The Missing Day

Sorry, I missed a day yesterday. It started badly when we arrived at our planned breakfast stop to find it shut, though the website said it was open. Then we got caught in a cloudburst, couldn’t find a suitable replacement and eventually ended up in Stoke on Trent late, wet and(in my case) extremely grumpy.

Apart from that it was a good day, as these things go. All the small potteries and backstreet shops have gone now and they have been replaced by well lit shops staffed by loud and smiling women. They are not my sort of place, and judging by the price tags, they are not the sort of place where you will find a bargain either. I do not know how people can seriously contemplate buying a circle of glazed clay for some of the prices on display when all you are going to do is cover it with gravy, saw away with a knife and then drop it in a bowl of water with a load of other stuff. In one shop, the cheapest we could find was £9 a plate, and they were seconds!

The strap line for one link to pottery at the Portmerion Seconds Shop actually says “Our Usual Quality At Lower Prices. Shop Unique Pottery Pieces Today!” You probably know what is coming next. How can it be usual quality when it is a second? Unless their usual quality is second grade. But then, it would be their usual quality and it wouldn’t be in a seconds shop. Somebody in the advert department is obviously fluent in Gobbledygook rather than English. And as for the “unique” pieces . . . Unique has one meaning in the dictionary. A unique meaning, in fact. It means there is only one of them. I’d stretch a point to allow them to mean there was only one example in the shop. But there wasn’t. There were dozens, even hundreds of everything. Unique doesn’t mean, rare or unusual or, as in this case, well lit and expensive. It means there is just one. If there are two of them it isn’t unique.

I’m becoming curmudgeonly, so I will stop.

The header picture is from one of our previous visits, as is the bottom one. I did take some others yesterday but will use them later. Stoke has always had an element of decay about it, which has been part of the charm over the years, but this is all disappearing as developers build more and more homes and retail parks.
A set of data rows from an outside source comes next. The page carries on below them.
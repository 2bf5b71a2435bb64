// ABOUTME: Utility module for shared helpers used across the server
// ABOUTME: Contains HTTP client construction with timeout configuration
//
// SPDX-License-Identifier: MIT OR Apache-2.0
// Copyright (c) 2025 Pierre Fitness Intelligence

/// HTTP client construction with connection pooling and timeouts
pub mod http_client;
// ABOUTME: MCP protocol schema definitions and message structures
// ABOUTME: Defines initialize, tool listing, and tool call payloads for the WHOOP server
//
// SPDX-License-Identifier: MIT OR Apache-2.0
// Copyright (c) 2025 Pierre Fitness Intelligence

//! MCP Protocol Schema Definitions
//!
//! Type-safe definitions for the MCP messages this server exchanges, so
//! protocol payloads are never assembled from hardcoded JSON.

use std::collections::HashMap;

use serde::{Deserialize, Serialize};
use serde_json::Value;

use crate::constants::protocol;

/// Server Information
#[derive(Debug, Clone, Serialize, Deserialize)]
pub struct ServerInfo {
    /// Server name
    pub name: String,
    /// Server version
    pub version: String,
}

/// MCP Tool Schema Definition
#[derive(Debug, Clone, Serialize, Deserialize)]
pub struct ToolSchema {
    /// Tool name
    pub name: String,
    /// Tool description
    pub description: String,
    /// JSON schema of the arguments
    #[serde(rename = "inputSchema")]
    pub input_schema: JsonSchema,
}

/// JSON Schema Definition
#[derive(Debug, Clone, Serialize, Deserialize)]
pub struct JsonSchema {
    /// Always `object` for tool arguments
    #[serde(rename = "type")]
    pub schema_type: String,
    /// Argument properties
    #[serde(skip_serializing_if = "Option::is_none")]
    pub properties: Option<HashMap<String, PropertySchema>>,
    /// Required argument names
    #[serde(skip_serializing_if = "Option::is_none")]
    pub required: Option<Vec<String>>,
}

impl JsonSchema {
    /// Schema for a tool without arguments
    #[must_use]
    pub fn empty_object() -> Self {
        Self {
            schema_type: "object".to_owned(),
            properties: Some(HashMap::new()),
            required: None,
        }
    }
}

/// JSON Schema Property Definition
#[derive(Debug, Clone, Serialize, Deserialize)]
pub struct PropertySchema {
    /// JSON type of the property
    #[serde(rename = "type")]
    pub property_type: String,
    /// Description shown to the LLM
    #[serde(skip_serializing_if = "Option::is_none")]
    pub description: Option<String>,
}

impl PropertySchema {
    /// Property with a type and description
    #[must_use]
    pub fn new(property_type: &str, description: &str) -> Self {
        Self {
            property_type: property_type.to_owned(),
            description: Some(description.to_owned()),
        }
    }
}

/// Parameters of a `tools/call` request
#[derive(Debug, Clone, Serialize, Deserialize)]
pub struct ToolCall {
    /// Tool name
    pub name: String,
    /// Tool arguments
    #[serde(default)]
    pub arguments: Option<Value>,
}

/// Tool Response after execution
#[derive(Debug, Clone, Serialize, Deserialize)]
pub struct ToolResponse {
    /// Response content blocks
    pub content: Vec<Content>,
    /// Whether the tool failed
    #[serde(rename = "isError")]
    pub is_error: bool,
}

/// Content types for MCP messages
#[derive(Debug, Clone, PartialEq, Eq, Serialize, Deserialize)]
#[serde(tag = "type")]
pub enum Content {
    /// Plain text block
    #[serde(rename = "text")]
    Text {
        /// Text body
        text: String,
    },
}

/// MCP Server Capabilities
#[derive(Debug, Clone, Serialize, Deserialize)]
pub struct ServerCapabilities {
    /// Tools capability
    #[serde(skip_serializing_if = "Option::is_none")]
    pub tools: Option<ToolsCapability>,
}

/// Tools capability
#[derive(Debug, Clone, Serialize, Deserialize)]
pub struct ToolsCapability {
    /// The tool list never changes at runtime
    #[serde(rename = "listChanged", skip_serializing_if = "Option::is_none")]
    pub list_changed: Option<bool>,
}

/// Complete MCP Initialize Response
#[derive(Debug, Clone, Serialize, Deserialize)]
pub struct InitializeResponse {
    /// Negotiated protocol version
    #[serde(rename = "protocolVersion")]
    pub protocol_version: String,
    /// Server identity
    #[serde(rename = "serverInfo")]
    pub server_info: ServerInfo,
    /// Server capabilities
    pub capabilities: ServerCapabilities,
    /// Usage hint for the client
    #[serde(skip_serializing_if = "Option::is_none")]
    pub instructions: Option<String>,
}

impl InitializeResponse {
    /// Initialize response for this server
    #[must_use]
    pub fn whoop() -> Self {
        Self {
            protocol_version: protocol::MCP_PROTOCOL_VERSION.to_owned(),
            server_info: ServerInfo {
                name: protocol::SERVER_NAME.to_owned(),
                version: protocol::SERVER_VERSION.to_owned(),
            },
            capabilities: ServerCapabilities {
                tools: Some(ToolsCapability {
                    list_changed: Some(false),
                }),
            },
            instructions: Some(
                "This server provides WHOOP fitness data tools. Use `get_recent_*` tools for the \
                 last few days, or the `*_for_date_range` tools with ISO-8601 dates and \
                 `next_token` for pagination."
                    .to_owned(),
            ),
        }
    }
}
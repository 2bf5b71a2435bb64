// ABOUTME: WHOOP data provider: authenticated API client and its error taxonomy
// ABOUTME: Exposes WhoopClient for cycles, recovery, sleep, workouts, and profile data
//
// SPDX-License-Identifier: MIT OR Apache-2.0
// Copyright (c) 2025 Pierre Fitness Intelligence

/// Provider error taxonomy (configuration, authentication, rate limit, HTTP, network)
pub mod errors;

/// Authenticated WHOOP API client with transparent token refresh
pub mod whoop_client;

pub use errors::{AuthFailure, ProviderError, ProviderResult};
pub use whoop_client::{DataQuery, HttpMethod, WhoopClient};
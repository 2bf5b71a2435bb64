// ABOUTME: MCP request processing for the WHOOP server
// ABOUTME: Routes initialize, ping, tools/list, and tools/call to the tool registry
//
// SPDX-License-Identifier: MIT OR Apache-2.0
// Copyright (c) 2025 Pierre Fitness Intelligence

use std::sync::Arc;
use std::time::Instant;

use serde_json::{json, Value};
use tracing::{debug, error, warn};

use super::schema::{InitializeResponse, ToolCall};
use crate::constants::protocol::JSONRPC_VERSION;
use crate::jsonrpc::{error_codes, JsonRpcError, JsonRpcRequest, JsonRpcResponse};
use crate::providers::WhoopClient;
use crate::tools::{ToolExecutionContext, ToolRegistry, ToolResult};

/// Processes MCP protocol requests against a tool registry
#[derive(Debug)]
pub struct McpServer {
    registry: ToolRegistry,
    context: ToolExecutionContext,
}

impl McpServer {
    /// Create a server with an explicit registry
    #[must_use]
    pub const fn new(registry: ToolRegistry, context: ToolExecutionContext) -> Self {
        Self { registry, context }
    }

    /// Create a server exposing every built-in WHOOP tool
    #[must_use]
    pub fn with_builtin_tools(client: Arc<WhoopClient>) -> Self {
        let mut registry = ToolRegistry::new();
        registry.register_builtin_tools();
        Self::new(registry, ToolExecutionContext::new(client))
    }

    /// Handle one raw transport message
    ///
    /// Returns `None` for notifications.
    pub async fn handle_message(&self, message: &str) -> Option<JsonRpcResponse> {
        let value: Value = match serde_json::from_str(message) {
            Ok(value) => value,
            Err(e) => {
                warn!("Invalid JSON-RPC message: {}", e);
                return Some(JsonRpcResponse::error(
                    None,
                    error_codes::PARSE_ERROR,
                    format!("Parse error: {e}"),
                ));
            }
        };

        let id = value.get("id").cloned();
        match serde_json::from_value::<JsonRpcRequest>(value) {
            Ok(request) => self.handle_request(request).await,
            Err(e) => Some(JsonRpcResponse::error(
                id,
                error_codes::INVALID_REQUEST,
                format!("Invalid request: {e}"),
            )),
        }
    }

    /// Handle a parsed request
    ///
    /// Returns `None` for notifications.
    pub async fn handle_request(&self, request: JsonRpcRequest) -> Option<JsonRpcResponse> {
        let start_time = Instant::now();
        debug!(
            mcp_method = %request.method,
            mcp_id = ?request.id,
            "Received MCP request"
        );

        if request.is_notification() {
            debug!("Handling notification: {}", request.method);
            return None;
        }

        let response = self.process_request(request).await;

        debug!(
            duration_ms = u64::try_from(start_time.elapsed().as_millis()).unwrap_or(0),
            "Completed MCP request processing"
        );
        Some(response)
    }

    async fn process_request(&self, request: JsonRpcRequest) -> JsonRpcResponse {
        if request.jsonrpc != JSONRPC_VERSION {
            return JsonRpcResponse::error(
                request.id,
                error_codes::INVALID_REQUEST,
                format!(
                    "Invalid JSON-RPC version: got '{}', expected '{}'",
                    request.jsonrpc, JSONRPC_VERSION
                ),
            );
        }

        match request.method.as_str() {
            "initialize" => Self::handle_initialize(request.id),
            "ping" => JsonRpcResponse::success(request.id, json!({})),
            "tools/list" => self.handle_tools_list(request.id),
            "tools/call" => self.handle_tools_call(request.id, request.params).await,
            method => {
                debug!("Unknown MCP method: {}", method);
                JsonRpcResponse::error(
                    request.id,
                    error_codes::METHOD_NOT_FOUND,
                    format!("Method not found: {method}"),
                )
            }
        }
    }

    fn handle_initialize(id: Option<Value>) -> JsonRpcResponse {
        debug!("Handling initialize request");
        match serde_json::to_value(InitializeResponse::whoop()) {
            Ok(result) => JsonRpcResponse::success(id, result),
            Err(e) => JsonRpcResponse::error(
                id,
                error_codes::INTERNAL_ERROR,
                format!("Failed to serialize initialize response: {e}"),
            ),
        }
    }

    fn handle_tools_list(&self, id: Option<Value>) -> JsonRpcResponse {
        JsonRpcResponse::success(id, json!({ "tools": self.registry.list_schemas() }))
    }

    async fn handle_tools_call(&self, id: Option<Value>, params: Option<Value>) -> JsonRpcResponse {
        let call: ToolCall = match params.map(serde_json::from_value).transpose() {
            Ok(Some(call)) => call,
            Ok(None) => {
                return JsonRpcResponse::error(
                    id,
                    error_codes::INVALID_PARAMS,
                    "Missing params for tools/call",
                )
            }
            Err(e) => {
                return JsonRpcResponse::error(
                    id,
                    error_codes::INVALID_PARAMS,
                    format!("Invalid params for tools/call: {e}"),
                )
            }
        };

        let args = call
            .arguments
            .filter(|args| !args.is_null())
            .unwrap_or_else(|| json!({}));

        let result = match self.registry.execute(&call.name, args, &self.context).await {
            Ok(result) => result,
            Err(e) if e.code.is_client_error() => {
                warn!("Rejected call to tool '{}': {}", call.name, e);
                return JsonRpcResponse {
                    jsonrpc: JSONRPC_VERSION.to_owned(),
                    result: None,
                    error: Some(JsonRpcError::from(&e)),
                    id,
                };
            }
            Err(e) => {
                error!("Tool '{}' failed: {}", call.name, e);
                ToolResult::error_text(e.to_string())
            }
        };

        match serde_json::to_value(result.into_response()) {
            Ok(value) => JsonRpcResponse::success(id, value),
            Err(e) => JsonRpcResponse::error(
                id,
                error_codes::INTERNAL_ERROR,
                format!("Failed to serialize tool response: {e}"),
            ),
        }
    }
}
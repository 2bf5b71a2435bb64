// ABOUTME: Defines ToolExecutionContext which gives tools access to the shared WHOOP client.
// ABOUTME: One context is built per server and lent to every tool execution.
//
// SPDX-License-Identifier: MIT OR Apache-2.0
// Copyright (c) 2025 Pierre Fitness Intelligence

use std::sync::Arc;

use crate::providers::WhoopClient;

/// Context provided to every tool execution.
///
/// The client is `Arc`-shared so concurrent tool calls use one token
/// manager and therefore one refresh at a time.
#[derive(Debug, Clone)]
pub struct ToolExecutionContext {
    client: Arc<WhoopClient>,
}

impl ToolExecutionContext {
    /// Create a context around a WHOOP client
    #[must_use]
    pub const fn new(client: Arc<WhoopClient>) -> Self {
        Self { client }
    }

    /// The WHOOP API client
    #[must_use]
    pub fn client(&self) -> &WhoopClient {
        &self.client
    }
}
When we got home I slept, ate and slept again before going to bed. With the addition of a few slivers of TV in my waking moments that was all I did.

Derelict factory in Stoke

15 thoughts on “The Missing Day

  1. Pingback: Sunday (Part 2) | quercuscommunity

    1. quercuscommunity Post author

      I think it tends to work because the styles are similar. They had some in the gift shop with mismatched lids, which were much brighter, and it didn’t work.

      Reply
  2. The Belmont Rooster

    The lady I worked for when I lived in Mississippi had A LOT of porcelain from the Stoke on Trent area. I took photos and researched every company to put them on the blog (The Mystical Mansion and Garden). Every company had a great story to tell. So, are most of the factories gone now?

    Reply
    1. quercuscommunity Post author

      Yes, most of them got swallowed up by bigger companies, then the big companies sent their production to the Far East because it’s so much cheaper. Spode used to have a fantastic display of china out, including stuff going back to the 1810s, possibly before, as they started in 1770. I’m told they have some out on display again but we haven’t been.

      Reply
  3. paolsoren

    There is no way I will let you get away with using curmudgeonly incorrectly. If used correctly it could mean waspish, crusty, gruff, ill-humored, ill-humoured, sycophantic, cantankerous, supercilious, humourless, world-weary and condescending. All you have done is to correctly point out the horrible degradation of the English language. All I can say is, “Well said, that man!”

    Reply
  4. tootlepedal

    You are quite right to be a curmudgeon about the misuse of unique. Mrs T goes wild at the misuse of under and over estimate . . .and cobbles when they mean setts.

    Reply
    1. quercuscommunity Post author

      I didn’t know you could misuse under and over estimate, which probably means I do it. I will remain silent on that one . . .

      I also checked up cobbles and setts before replying.Fortunately I had the basics right, but am now a confused by the cobbles we used to have on the streets when I was a child – although thy have rounded tops like river stones they are squared off and fairly regular, so does that make them setts?

      Reply
  5. Laurie Graves

    Is Stoke where the Great Pottery Throwdown is filmed. That teapot in the top picture is a beauty. It seems to me that prices on everything are through the roof, as the saying goes.

    Reply
    1. quercuscommunity Post author

      Yes, Stoke is the venue. In fact the tearoom is at the Middleport Pottery where most of the early series were filmed. It has now moved some or all filming to the Gladstone Pottery Museum a few miles away.